I am looking around this antique ballpark and a lifetime is going by. Several lifetimes. This is still a beautiful old park, though it has been modernized some. Down the first-base line, I see roughly the seats my father and I sat in when he took me to my first game as a 5-year old in the rain against the Pirates.The bleachers are far bigger now, and not filled with sarcastic Bleacher Bums. Instead, it's a big frat party. The frat boys pushed out the loyal when they started playing night games here and jacking up prices. The team, becoming big-time, even started a ticket-scalping scam against its own fans.
The team was trying to win, and the fun was here.

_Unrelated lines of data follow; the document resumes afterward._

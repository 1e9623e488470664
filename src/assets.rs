//! Asynchronous asset loading with completion observed by polling.

use std::fs;
use std::path::Path;
use std::sync::mpsc::{self, Receiver, TryRecvError};

use thiserror::Error;

use crate::obj::{load_obj_from_str, TriangleMesh};

/// Why an asset could not be produced. Never fatal to the process.
#[derive(Debug, Clone, PartialEq, Eq, Error)]
pub enum AssetError {
    #[error("failed to read {path}: {message}")]
    Io { path: String, message: String },
    #[error("failed to download {name}: {message}")]
    Download { name: String, message: String },
    #[error("failed to parse {name}: {message}")]
    Parse { name: String, message: String },
    #[error("loader for {name} stopped before finishing")]
    Abandoned { name: String },
}

/// Handle to an asset that is loading in the background.
#[derive(Debug)]
pub struct PendingAsset<T> {
    name: String,
    receiver: Option<Receiver<Result<T, AssetError>>>,
}

impl<T: Send + 'static> PendingAsset<T> {
    /// Runs `load` on a worker thread. On wasm32 it runs before returning.
    pub fn spawn<F>(name: impl Into<String>, load: F) -> Self
    where
        F: FnOnce() -> Result<T, AssetError> + Send + 'static,
    {
        let (sender, receiver) = mpsc::channel();
        #[cfg(not(target_arch = "wasm32"))]
        std::thread::spawn(move || {
            let _ = sender.send(load());
        });
        #[cfg(target_arch = "wasm32")]
        let _ = sender.send(load());
        Self {
            name: name.into(),
            receiver: Some(receiver),
        }
    }
}

impl<T> PendingAsset<T> {
    pub fn is_finished(&self) -> bool {
        self.receiver.is_none()
    }

    /// Non-blocking check. Yields the result exactly once.
    pub fn poll(&mut self) -> Option<Result<T, AssetError>> {
        let receiver = self.receiver.as_ref()?;
        let result = match receiver.try_recv() {
            Ok(result) => result,
            Err(TryRecvError::Empty) => return None,
            Err(TryRecvError::Disconnected) => Err(AssetError::Abandoned {
                name: self.name.clone(),
            }),
        };
        self.receiver = None;
        Some(result)
    }

    /// Blocks until the loader reports back.
    pub fn wait(mut self) -> Result<T, AssetError> {
        let Some(receiver) = self.receiver.take() else {
            return Err(AssetError::Abandoned { name: self.name });
        };
        receiver.recv().unwrap_or(Err(AssetError::Abandoned { name: self.name }))
    }
}

/// Parses OBJ text into a mesh, reporting failures as [`AssetError::Parse`].
pub fn parse_mesh(name: &str, data: &str) -> Result<TriangleMesh, AssetError> {
    load_obj_from_str(data).map_err(|err| AssetError::Parse {
        name: name.to_string(),
        message: format!("{err:#}"),
    })
}

/// Reads and parses an OBJ file.
pub fn load_mesh_file(path: &Path) -> Result<TriangleMesh, AssetError> {
    let data = fs::read_to_string(path).map_err(|err| AssetError::Io {
        path: path.display().to_string(),
        message: err.to_string(),
    })?;
    parse_mesh(&path.display().to_string(), &data)
}
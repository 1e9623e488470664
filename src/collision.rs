use log::debug;

use crate::boundary::{room_contains, BoundaryError, RoomBoundary};

/// The set of rooms the player can walk through plus the wall buffer.
///
/// Rooms are checked in order; when membership rectangles overlap the first
/// room listed owns the position.
#[derive(Debug, Clone, PartialEq)]
pub struct RoomLayout {
    rooms: Vec<RoomBoundary>,
    wall_margin: f32,
}

impl RoomLayout {
    pub fn new(rooms: Vec<RoomBoundary>, wall_margin: f32) -> Result<Self, BoundaryError> {
        if rooms.is_empty() {
            return Err(BoundaryError::NoRooms);
        }
        if !wall_margin.is_finite() || wall_margin < 0.0 {
            return Err(BoundaryError::InvalidMargin {
                margin: wall_margin,
            });
        }
        if let Some(room) = rooms
            .iter()
            .find(|room| !room.collision_rect(wall_margin).is_valid())
        {
            return Err(BoundaryError::MarginTooLarge {
                room: room.name().to_string(),
                margin: wall_margin,
            });
        }
        Ok(Self { rooms, wall_margin })
    }

    pub fn rooms(&self) -> &[RoomBoundary] {
        &self.rooms
    }

    pub fn wall_margin(&self) -> f32 {
        self.wall_margin
    }

    /// Index of the room whose membership rectangle holds `(x, z)`.
    pub fn room_at(&self, x: f32, z: f32) -> Option<usize> {
        self.rooms.iter().position(|room| room_contains(room, x, z))
    }

    /// Decides whether a candidate position would put the viewpoint into a wall.
    ///
    /// Positions outside every room are open space and never blocked.
    /// Non-finite coordinates are always blocked.
    pub fn is_blocked(&self, x: f32, z: f32) -> bool {
        if !x.is_finite() || !z.is_finite() {
            return true;
        }
        let Some(index) = self.room_at(x, z) else {
            return false;
        };
        let room = &self.rooms[index];
        let blocked = room.blocks(x, z, self.wall_margin);
        if blocked {
            debug!("position ({x:.2}, {z:.2}) blocked by walls of `{}`", room.name());
        }
        blocked
    }
}
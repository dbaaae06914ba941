//! Pattern compilation.
//!
//! A pattern string describes a phrase layout, one whitespace-separated token
//! per word:
//!
//! ```text
//! pattern := token (whitespace token)*
//! token   := category-name ["(" bits ")"]
//! ```
//!
//! `category-name` starts with an ASCII letter followed by letters, digits,
//! or `_`, and must name a category the vocabulary provides. The
//! parenthesized suffix is optional; when it is missing, not all digits, or
//! `0`, the slot takes the category's maximum width.
//!
//! # Example
//! ```
//! use std::sync::Arc;
//! use codephrase_core::{Category, Pattern, Vocabulary, WordList};
//!
//! let vocab = Arc::new(
//!     Vocabulary::new()
//!         .with(Category::Color, WordList::new(Category::Color, 2, ["red", "blue", "green", "black"]).unwrap())
//!         .with(Category::Animal, WordList::new(Category::Animal, 2, ["cat", "dog", "fox", "owl"]).unwrap()),
//! );
//!
//! let pattern = Pattern::compile("color(2) animal", vocab).unwrap();
//! assert_eq!(pattern.total_bits(), 4);
//! assert_eq!(pattern.encode(&["blue", "fox"]).unwrap(), vec![0x60]);
//! ```

use crate::bitpack::MAX_FIELD_BITS;
use crate::category::Category;
use crate::error::{BitIoError, PatternError, Result, VocabularyError};
use crate::vocabulary::Vocabulary;
use std::fmt;
use std::sync::Arc;
use tracing::debug;

/// One word position: which category it draws from and how many bits it
/// occupies in the packed code.
#[derive(Debug, Clone, Copy, PartialEq, Eq, Hash)]
pub struct PatternSlot {
    pub category: Category,
    pub bits: usize,
}

/// A compiled pattern bound to the vocabulary it was compiled against.
///
/// Immutable once compiled. Cloning is cheap (the vocabulary is shared), and
/// a pattern may be used from any number of threads at once.
#[derive(Debug, Clone)]
pub struct Pattern {
    slots: Vec<PatternSlot>,
    total_bits: usize,
    vocabulary: Arc<Vocabulary>,
}

impl Pattern {
    /// Compile `pattern` against `vocabulary`.
    ///
    /// Widths are not checked against 64 or against the word list sizes here;
    /// oversized widths surface when encoding, decoding, or generating. Call
    /// [`validate`](Self::validate) to check them up front.
    ///
    /// # Errors
    /// - `PatternError::Malformed` if a token is not `name` or `name(...)`
    /// - `PatternError::UnknownCategory` if a name is not a category, or the
    ///   vocabulary has no word list for it
    pub fn compile(pattern: &str, vocabulary: Arc<Vocabulary>) -> Result<Self> {
        let mut slots = Vec::new();
        let mut total_bits = 0usize;

        for token in pattern.split_whitespace() {
            let (name, suffix) = split_token(token)?;

            let category: Category = name.parse()?;
            let list = vocabulary.get(category).ok_or_else(|| PatternError::UnknownCategory {
                name: name.to_string(),
            })?;

            let bits = match suffix.and_then(parse_width) {
                Some(0) | None => list.max_bits(),
                Some(bits) => bits,
            };

            total_bits = total_bits.saturating_add(bits);
            slots.push(PatternSlot { category, bits });
        }

        debug!(slots = slots.len(), total_bits, "compiled pattern");

        Ok(Self {
            slots,
            total_bits,
            vocabulary,
        })
    }

    /// Compile a pattern that is known to be valid, such as a built-in one.
    ///
    /// # Panics
    /// Panics if the pattern does not compile.
    pub fn must_compile(pattern: &str, vocabulary: Arc<Vocabulary>) -> Self {
        match Self::compile(pattern, vocabulary) {
            Ok(compiled) => compiled,
            Err(e) => panic!("invalid pattern {:?}: {}", pattern, e),
        }
    }

    /// Sum of all slot widths.
    pub fn total_bits(&self) -> usize {
        self.total_bits
    }

    /// Bytes needed to hold a packed code.
    pub fn byte_len(&self) -> usize {
        self.total_bits.div_ceil(8)
    }

    pub fn slots(&self) -> &[PatternSlot] {
        &self.slots
    }

    /// Declared width of every slot, in order.
    pub fn widths(&self) -> Vec<usize> {
        self.slots.iter().map(|slot| slot.bits).collect()
    }

    pub fn len(&self) -> usize {
        self.slots.len()
    }

    pub fn is_empty(&self) -> bool {
        self.slots.is_empty()
    }

    pub fn vocabulary(&self) -> &Arc<Vocabulary> {
        &self.vocabulary
    }

    /// Check every slot against its word list.
    ///
    /// A slot passes when its width is at most 64, at most the category's
    /// maximum, and small enough that every value it can hold indexes a word.
    ///
    /// # Errors
    /// - `BitIoError::InvalidBitCount` for a width over 64
    /// - `VocabularyError::CapacityExceeded` for a width the list cannot back
    pub fn validate(&self) -> Result<()> {
        for (position, slot) in self.slots.iter().enumerate() {
            if slot.bits > MAX_FIELD_BITS {
                return Err(BitIoError::InvalidBitCount(slot.bits).into());
            }

            let list = self.vocabulary.require(slot.category)?;
            if slot.bits > list.max_bits() || slot.bits > list.capacity_bits() {
                return Err(VocabularyError::CapacityExceeded {
                    category: slot.category,
                    position,
                    bits: slot.bits,
                    capacity_bits: list.capacity_bits(),
                    max_bits: list.max_bits(),
                    len: list.len(),
                }
                .into());
            }
        }
        Ok(())
    }
}

impl fmt::Display for Pattern {
    /// Canonical form: every slot with an explicit width.
    fn fmt(&self, f: &mut fmt::Formatter<'_>) -> fmt::Result {
        for (i, slot) in self.slots.iter().enumerate() {
            if i > 0 {
                f.write_str(" ")?;
            }
            write!(f, "{}({})", slot.category, slot.bits)?;
        }
        Ok(())
    }
}

/// Split `name(suffix)` into its parts.
fn split_token(token: &str) -> std::result::Result<(&str, Option<&str>), PatternError> {
    let malformed = || PatternError::Malformed {
        token: token.to_string(),
    };

    let (name, suffix) = match token.split_once('(') {
        Some((name, rest)) => {
            let inner = rest.strip_suffix(')').ok_or_else(malformed)?;
            if inner.contains(|c: char| c == '(' || c == ')') {
                return Err(malformed());
            }
            (name, Some(inner))
        }
        None => (token, None),
    };

    if !is_identifier(name) {
        return Err(malformed());
    }
    Ok((name, suffix))
}

fn is_identifier(name: &str) -> bool {
    let mut chars = name.chars();
    match chars.next() {
        Some(first) if first.is_ascii_alphabetic() => {
            chars.all(|c| c.is_ascii_alphanumeric() || c == '_')
        }
        _ => false,
    }
}

/// Digits-only width; anything else (including overflow) means "default".
fn parse_width(suffix: &str) -> Option<usize> {
    if suffix.is_empty() || !suffix.bytes().all(|b| b.is_ascii_digit()) {
        return None;
    }
    suffix.parse().ok()
}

Now, it's not.
And Piniella wants to go home.
It has been 102 years since the Cubs won the World Series. My grandfather was a fetus at the time. The next generation recalls Leo Durocher coming in the same way Piniella did, as a tough outsider not willing to put up with losing.
See how the stepladder through time works?
Before Durocher, the Cubs tried to go without a manager, using a group of rotating coaches called the College of Coaches. Then Durocher came in to kick butt. He left in shame, holding the door for Piniella.
Really, Piniella, who's about to turn 67, had a two-year run here. In 2007, the Cubs started slow, and some players were upset with the way he changed the lineup every day. Piniella was working a miracle, furiously figuring out who to dump and which Band-Aid to keep. When pitcher Carlos Zambrano punched catcher Michael Barrett, the team was falling apart. And it had no faith in a manager it thought was living on his name. Piniella threw one of his famous tantrums at an umpire. It was fake and embarrassing. But it told the players he was there for them.
Amazingly, that worked. The team got hot, and went on to win the division.
They won the division. Then Piniella inexplicably took Zambrano out after the sixth inning of Game 1 in the playoffs. They lost. They were swept. Fans booed, and Piniella didn't understand why.
The next year, the Cubs won 97 games, and panicked in the first round.
An entire team choked. That was all for Piniella.
The Red Sox won. The White Sox. Even the Chicago Blackhawks won the Stanley Cup. Unwinnable championships are won everywhere.
Meanwhile, Alfonso Soriano, the most overpaid player of all, still can't take a pitch. Zambrano is still fighting players. And the only thing left for Piniella is to hold the door for the next guy.